Tobacco settlement funds covered adultBasic's costs until 2005, Wagner said. That year, the state's four Blue Cross Blue Shield health plans signed an agreement to help pay for adultBasic. The four nonprofit Blues plans had been criticized because their annual surpluses had been growing along with their premiums, but the state's uninsured population continued to rise. So the insurers signed a six-year agreement to help fund adultBasic as a charitable act.

"We never thought this would go on indefinitely," said Ruth Stoolman, a spokeswoman for Independence Blue Cross, one of the four plans.

The adultBasic deficit has its roots in that 2005 agreement. Once the plans agreed to chip in, the administration of former Gov. Ed Rendell and the Legislature shifted some tobacco settlement funds to other uses, including the state's general fund, according to a March 3 report by Wagner. In all, $1.34 billion in tobacco settlement funds have been diverted from their intended uses as stipulated by the 2001 tobacco settlement legislation.

Wagner called on Corbett and state lawmakers to restore the tobacco funds to their intended use -- health care. The lawsuit filed in March seeks that outcome and a continuation of adultBasic. However, Senior Judge James R. Kelley on April 14 denied a plaintiffs' motion to require the state to -- in effect -- put its 2011 tobacco settlement payment in escrow. The state received the $321 million payment in April.

Corbett didn't make a serious effort to extend adultBasic, said Antoinette Kraus, project director for Pennsylvania Health Access Network, a coalition of 55 consumer health care organizations.
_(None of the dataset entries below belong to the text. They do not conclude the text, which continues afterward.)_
//! Chat message records.

use serde::{Deserialize, Serialize};

use crate::user::UserRef;

/// An immutable chat record as retained by clients.
///
/// Insertion order equals chronological order as received; the retained
/// sequence is bounded and evicts the oldest entry on overflow.
#[derive(Debug, Clone, PartialEq, Serialize, Deserialize)]
#[serde(rename_all = "camelCase")]
pub struct ChatMessage {
    /// Unique message id (server-assigned, or client-generated when the
    /// broadcast carried none).
    pub id: String,
    /// Sender's participant id.
    pub user_id: String,
    /// Sender's display name at send time.
    pub username: String,
    /// Message body.
    pub content: String,
    /// Milliseconds since the UNIX epoch.
    #[serde(rename = "timestamp")]
    pub timestamp_ms: u64,
    /// Whether the sender was the room host.
    #[serde(default)]
    pub is_host: bool,
}

/// A chat record as carried inside `room:init` history.
///
/// Distinct from the live `chat:message` broadcast payload: history
/// entries nest the sender as a `user` object and name the body
/// `content`.
#[derive(Debug, Clone, PartialEq, Serialize, Deserialize)]
#[serde(rename_all = "camelCase")]
pub struct HistoryMessage {
    /// Unique message id.
    pub id: String,
    /// Sender reference.
    pub user: UserRef,
    /// Message body.
    pub content: String,
    /// Milliseconds since the UNIX epoch.
    pub timestamp: u64,
}

impl From<HistoryMessage> for ChatMessage {
    fn from(entry: HistoryMessage) -> Self {
        let is_host = entry.user.is_host();
        Self {
            id: entry.id,
            user_id: entry.user.id,
            username: entry.user.username,
            content: entry.content,
            timestamp_ms: entry.timestamp,
            is_host,
        }
    }
}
Dennis Olmstead, MPA, chief economist for the Pennsylvania Medical Society, agreed. "The governor was pretty dead-set on ending that program." The medical society does not want to see any sort of health coverage program end, but it is open to exploring alternative coverage.

Kraus criticized Corbett for proposing to use $340 million in tobacco settlement funds to help start a business loan program called the Liberty Loan Fund. The Corbett administration said that's not the case. Approximately $220 million of this amount is designated for various health investments that will be overseen by the loan program managers. The rest of the funding will be transferred to the state's general fund to cover advances included in the state's fiscal 2011 budget. This shift allows the state to continue other health programs under the 2001 tobacco settlement agreement.

In January, Corbett did seek high-risk insurance pool coverage for adultBasic enrollees. He asked Health and Human Services Secretary Kathleen Sebelius to allow the enrollees to sign up immediately for Pennsylvania's federally funded high-risk insurance pool, but Sebelius refused to waive a requirement that pool applicants must have been uninsured for at least six months.

Corbett also worked with the Blues plans to secure private coverage. About 10,000 of the former adultBasic enrollees have signed up for SpecialCare, a private health plan offered by the four insurers that charges premiums of about $150 a month, said Pennsylvania Insurance Dept. spokeswoman Melissa Fox.

The plans are waiving SpecialCare's usual preexisting condition exclusion for adultBasic enrollees until May 2.

One new SpecialCare subscriber is Ken Kewley of Easton, Pa., who had adultBasic coverage for nine years. The full-time artist, a painter, said adultBasic helped him obtain an aortic replacement valve in May 2010. He said he paid $900 as a hospital co-pay but didn't face other major costs. He believes he will face higher costs in SpecialCare because the plan covers only four physician visits a year.

Kewley said the governor and state lawmakers probably could have continued adultBasic. "I think they could have found a way if they just raised the premiums." Kewley is not a plaintiff in the lawsuit.